Y, en efecto, había motivos para que ambos gigantes extraterrestres dudaran del sentido común de los seres humanos. Su primer encuentro con los habitantes del planeta fue con unos filósofos que creyeron que su navío había encallado en una roca a causa de un huracán, cuando en realidad se encontraban en la palma de Micromegas. El siriense intentó conversar de manera amigable con ellos para conocer si tenían ideas, voluntad y libre albedrío, pero en respuesta “el capellán del navío recitó oraciones de exorcismo, los marinos maldijeron, y los filósofos construyeron sistemas; pero, sin importar qué sistemas se les ocurrieran, no pudieron descifrar quién les hablaba”. Solamente el médico de la tripulación se mostró razonable con los gigantes y les ofreció medirlos.

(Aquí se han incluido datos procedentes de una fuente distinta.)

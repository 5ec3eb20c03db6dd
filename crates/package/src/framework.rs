//! Target framework parsing and nearest-compatible variant selection.
//!
//! Variant folder names (`net8.0`, `netstandard2.0`, `net48`,
//! `net6.0-android31.0`) are parsed into a [`Framework`]. Compatibility is a
//! partial order over framework families, never a raw version comparison
//! across families.

use std::cmp::Ordering;
use std::fmt;

use serde::Serialize;

/// Framework family, in ascending sort order for variant listings.
#[derive(Debug, Clone, Copy, PartialEq, Eq, PartialOrd, Ord, Hash)]
pub enum FrameworkFamily {
    NetFramework,
    NetStandard,
    NetCoreApp,
    /// Binaries placed directly under `lib/`.
    Any,
    /// A folder name that does not parse. Matches only itself.
    Opaque,
}

/// Dotted version, up to four parts, zero padded.
#[derive(Debug, Clone, Copy, Default, PartialEq, Eq, PartialOrd, Ord, Hash)]
pub struct FrameworkVersion(pub [u32; 4]);

impl FrameworkVersion {
    pub const fn new(major: u32, minor: u32) -> Self {
        FrameworkVersion([major, minor, 0, 0])
    }

    fn parse_dotted(text: &str) -> Option<Self> {
        let mut parts = [0u32; 4];
        let mut count = 0;
        for piece in text.split('.') {
            if count == 4 || piece.is_empty() || !piece.bytes().all(|b| b.is_ascii_digit()) {
                return None;
            }
            parts[count] = piece.parse().ok()?;
            count += 1;
        }
        Some(FrameworkVersion(parts))
    }

    /// `net462` style: one digit per part.
    fn parse_compact(text: &str) -> Option<Self> {
        if text.is_empty() || text.len() > 4 || !text.bytes().all(|b| b.is_ascii_digit()) {
            return None;
        }
        let mut parts = [0u32; 4];
        for (i, b) in text.bytes().enumerate() {
            parts[i] = u32::from(b - b'0');
        }
        Some(FrameworkVersion(parts))
    }

    fn major(&self) -> u32 {
        self.0[0]
    }
}

impl fmt::Display for FrameworkVersion {
    fn fmt(&self, f: &mut fmt::Formatter<'_>) -> fmt::Result {
        let [a, b, c, d] = self.0;
        write!(f, "{}.{}", a, b)?;
        if c != 0 || d != 0 {
            write!(f, ".{}", c)?;
        }
        if d != 0 {
            write!(f, ".{}", d)?;
        }
        Ok(())
    }
}

/// A parsed variant folder name.
#[derive(Debug, Clone, PartialEq, Eq, Hash)]
pub struct Framework {
    pub family: FrameworkFamily,
    pub version: FrameworkVersion,
    pub platform: Option<String>,
    pub platform_version: FrameworkVersion,
    folder: String,
}

impl Framework {
    /// The pseudo-variant for binaries directly under `lib/`.
    pub const ANY: &'static str = "any";

    /// Parse a folder name. Never fails: unparsable names become
    /// [`FrameworkFamily::Opaque`].
    pub fn parse(folder: &str) -> Self {
        let folder = folder.trim().to_ascii_lowercase();
        parse_known(&folder).unwrap_or_else(|| Framework {
            family: if folder == Self::ANY {
                FrameworkFamily::Any
            } else {
                FrameworkFamily::Opaque
            },
            version: FrameworkVersion::default(),
            platform: None,
            platform_version: FrameworkVersion::default(),
            folder,
        })
    }

    pub fn any() -> Self {
        Framework::parse(Self::ANY)
    }

    /// The folder name, lower-cased.
    pub fn folder(&self) -> &str {
        &self.folder
    }

    pub fn is_opaque(&self) -> bool {
        self.family == FrameworkFamily::Opaque
    }

    /// Highest netstandard version a target of this framework accepts.
    fn max_netstandard(&self) -> Option<FrameworkVersion> {
        let v = self.version;
        match self.family {
            FrameworkFamily::NetStandard => Some(v),
            FrameworkFamily::NetFramework => {
                if v >= FrameworkVersion([4, 6, 1, 0]) {
                    Some(FrameworkVersion::new(2, 0))
                } else if v >= FrameworkVersion::new(4, 6) {
                    Some(FrameworkVersion::new(1, 3))
                } else if v >= FrameworkVersion([4, 5, 1, 0]) {
                    Some(FrameworkVersion::new(1, 2))
                } else if v >= FrameworkVersion::new(4, 5) {
                    Some(FrameworkVersion::new(1, 1))
                } else {
                    None
                }
            }
            FrameworkFamily::NetCoreApp => match v.major() {
                0 | 1 => Some(FrameworkVersion::new(1, 6)),
                2 => Some(FrameworkVersion::new(2, 0)),
                _ => Some(FrameworkVersion::new(2, 1)),
            },
            FrameworkFamily::Any | FrameworkFamily::Opaque => None,
        }
    }

    /// Whether a project targeting `self` can consume `candidate`.
    pub fn accepts(&self, candidate: &Framework) -> bool {
        match candidate.family {
            FrameworkFamily::Any => return true,
            FrameworkFamily::Opaque => return self.folder == candidate.folder,
            _ => {}
        }
        if let Some(platform) = &candidate.platform {
            if self.platform.as_ref() != Some(platform)
                || candidate.platform_version > self.platform_version
            {
                return false;
            }
        }
        match (self.family, candidate.family) {
            (FrameworkFamily::NetFramework, FrameworkFamily::NetFramework)
            | (FrameworkFamily::NetCoreApp, FrameworkFamily::NetCoreApp)
            | (FrameworkFamily::NetStandard, FrameworkFamily::NetStandard) => {
                candidate.version <= self.version
            }
            (FrameworkFamily::NetFramework | FrameworkFamily::NetCoreApp, FrameworkFamily::NetStandard) => self
                .max_netstandard()
                .is_some_and(|max| candidate.version <= max),
            _ => false,
        }
    }

    /// Ranking of an accepted candidate; greater is nearer.
    fn nearness(&self, candidate: &Framework) -> (u8, FrameworkVersion, bool, FrameworkVersion) {
        let family_rank = match candidate.family {
            FrameworkFamily::Opaque => 4,
            f if f == self.family => 3,
            FrameworkFamily::NetStandard => 2,
            FrameworkFamily::Any => 1,
            _ => 0,
        };
        (
            family_rank,
            candidate.version,
            candidate.platform.is_some(),
            candidate.platform_version,
        )
    }

    /// Preference when no target is requested.
    fn inference_rank(&self) -> (u8, FrameworkVersion, bool) {
        let family_rank = match self.family {
            FrameworkFamily::NetCoreApp => 5,
            FrameworkFamily::NetStandard => 4,
            FrameworkFamily::NetFramework => 3,
            FrameworkFamily::Any => 2,
            FrameworkFamily::Opaque => 1,
        };
        (family_rank, self.version, self.platform.is_none())
    }
}

fn parse_known(folder: &str) -> Option<Framework> {
    let (head, platform_part) = match folder.split_once('-') {
        Some((head, platform)) => (head, Some(platform)),
        None => (folder, None),
    };

    let (family, version) = if let Some(rest) = head.strip_prefix("netstandard") {
        (FrameworkFamily::NetStandard, FrameworkVersion::parse_dotted(rest)?)
    } else if let Some(rest) = head.strip_prefix("netcoreapp") {
        (FrameworkFamily::NetCoreApp, FrameworkVersion::parse_dotted(rest)?)
    } else if let Some(rest) = head.strip_prefix("net") {
        if rest.contains('.') {
            let version = FrameworkVersion::parse_dotted(rest)?;
            if version.major() >= 5 {
                (FrameworkFamily::NetCoreApp, version)
            } else {
                (FrameworkFamily::NetFramework, version)
            }
        } else {
            (FrameworkFamily::NetFramework, FrameworkVersion::parse_compact(rest)?)
        }
    } else {
        return None;
    };

    // Platform suffixes only exist on net5.0+.
    let (platform, platform_version) = match platform_part {
        None => (None, FrameworkVersion::default()),
        Some(_) if family != FrameworkFamily::NetCoreApp || version.major() < 5 => return None,
        Some(text) => {
            let split = text
                .find(|c: char| c.is_ascii_digit())
                .unwrap_or(text.len());
            let (name, digits) = text.split_at(split);
            if name.is_empty() || !name.bytes().all(|b| b.is_ascii_alphabetic()) {
                return None;
            }
            let platform_version = if digits.is_empty() {
                default_platform_version(name)
            } else {
                FrameworkVersion::parse_dotted(digits)?
            };
            (Some(name.to_string()), platform_version)
        }
    };

    Some(Framework {
        family,
        version,
        platform,
        platform_version,
        folder: folder.to_string(),
    })
}

/// Version implied by a bare platform name: `net5.0-windows` means
/// `net5.0-windows7.0`.
fn default_platform_version(platform: &str) -> FrameworkVersion {
    match platform {
        "windows" => FrameworkVersion::new(7, 0),
        _ => FrameworkVersion::default(),
    }
}

impl fmt::Display for Framework {
    fn fmt(&self, f: &mut fmt::Formatter<'_>) -> fmt::Result {
        f.write_str(&self.folder)
    }
}

impl Ord for Framework {
    fn cmp(&self, other: &Self) -> Ordering {
        (self.family, self.version, &self.platform, self.platform_version, &self.folder).cmp(&(
            other.family,
            other.version,
            &other.platform,
            other.platform_version,
            &other.folder,
        ))
    }
}

impl PartialOrd for Framework {
    fn partial_cmp(&self, other: &Self) -> Option<Ordering> {
        Some(self.cmp(other))
    }
}

/// The nearest variant of `available` that `target` can consume.
pub fn select_nearest<'a>(target: &Framework, available: &'a [Framework]) -> Option<&'a Framework> {
    available
        .iter()
        .filter(|candidate| target.accepts(candidate))
        .max_by(|a, b| {
            target
                .nearness(a)
                .cmp(&target.nearness(b))
                .then_with(|| b.cmp(a))
        })
}

/// The target assumed when the caller requests none: the most preferred
/// variant the package ships.
pub fn infer_target(available: &[Framework]) -> Option<&Framework> {
    available.iter().max_by(|a, b| {
        a.inference_rank()
            .cmp(&b.inference_rank())
            .then_with(|| b.cmp(a))
    })
}

/// Outcome of variant selection. `selected == None` is a failure; the
/// sorted `available` list is reported alongside.
#[derive(Debug, Clone, PartialEq, Eq, Serialize)]
#[serde(rename_all = "camelCase")]
pub struct VariantSelection {
    pub target: String,
    #[serde(skip_serializing_if = "Option::is_none")]
    pub selected: Option<String>,
    pub available: Vec<String>,
}

impl VariantSelection {
    /// Select for an explicit or inferred target. An empty `available` list
    /// yields no target and no selection.
    pub fn resolve(requested: Option<&str>, available: &[Framework]) -> Self {
        let mut sorted = available.to_vec();
        sorted.sort();
        sorted.dedup();

        let target = match requested {
            Some(text) => Some(Framework::parse(text)),
            None => infer_target(&sorted).cloned(),
        };
        let selected = target
            .as_ref()
            .and_then(|t| select_nearest(t, &sorted))
            .map(|f| f.folder().to_string());

        VariantSelection {
            target: target.map(|t| t.folder().to_string()).unwrap_or_default(),
            selected,
            available: sorted.iter().map(|f| f.folder().to_string()).collect(),
        }
    }

    pub fn is_resolved(&self) -> bool {
        self.selected.is_some()
    }
}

Pronto, los filósofos de la tripulación y los visitantes espaciales se enredaron en una conversación sobre temas dispares, retomando las ideas de Aristóteles, Descartes, Malebranche y Leibnitz acerca de la guerra, el lenguaje, la naturaleza de Dios y del alma. Ante la sugerencia por parte del clérigo tomista que formaba parte de la tripulación de que el universo –“sus mundos, sus soles, sus estrellas”– fue hecho exclusivamente para la humanidad, los gigantes soltaron “una risa inextinguible”. Los dos visitantes reaccionaron con humor ante la infinita arrogancia de los infinitamente pequeños. Más adelante, Micromegas prometió escribir un libro filosófico “con el que ellos [los filósofos] verían la razón de todo”. Antes de regresar a su estrella, el gigante regaló su libro a los filósofos. Este fue entregado al secretario de la academia de ciencias de París, quien al abrirlo descubrió que todas sus páginas estaban en blanco.
Micromegas es una de las mejores síntesis del pensamiento de Voltaire. Comparte el pesimismo de Cándido (1759), así como el escepticismo de la atmósfera intelectual de la Francia del siglo xviii. Es una crítica a la guerra y a las costumbres de los intelectuales y aristócratas; es la negación de la verdad como precepto –ya sea religioso o filosófico– y una demostración de las limitaciones del género humano. Además de que sus viajes espaciales y diálogos con seres provenientes de otros astros anticipan a varias historias de ciencia ficción de mediados del siglo XX.
Pero es en tiempos de crisis, como la actual, cuando el liderazgo es débil, la irracionalidad impera y el caos es inminente, que este relato poco conocido de Voltaire adquiere actualidad: somos pequeños, física e intelectualmente, y por más intentos fútiles que hagamos de trascender, seguiremos siendo limitados. Sin embargo, tan pesimista como pueda sonar, Micromegas también ofrece inspiración. No hay una razón detrás de la existencia, y por lo tanto podemos vivir según nuestra libertad. No tenemos destino, lo que significa que la pandemia no es un castigo divino, sino un obstáculo superable, incluso desde nuestra condición humana. La falta de una razón detrás de todo es aterradora: también es la condición esencial detrás de nuestra autodeterminación. El libro del gigante está en blanco, pero nada nos impide llenarlo.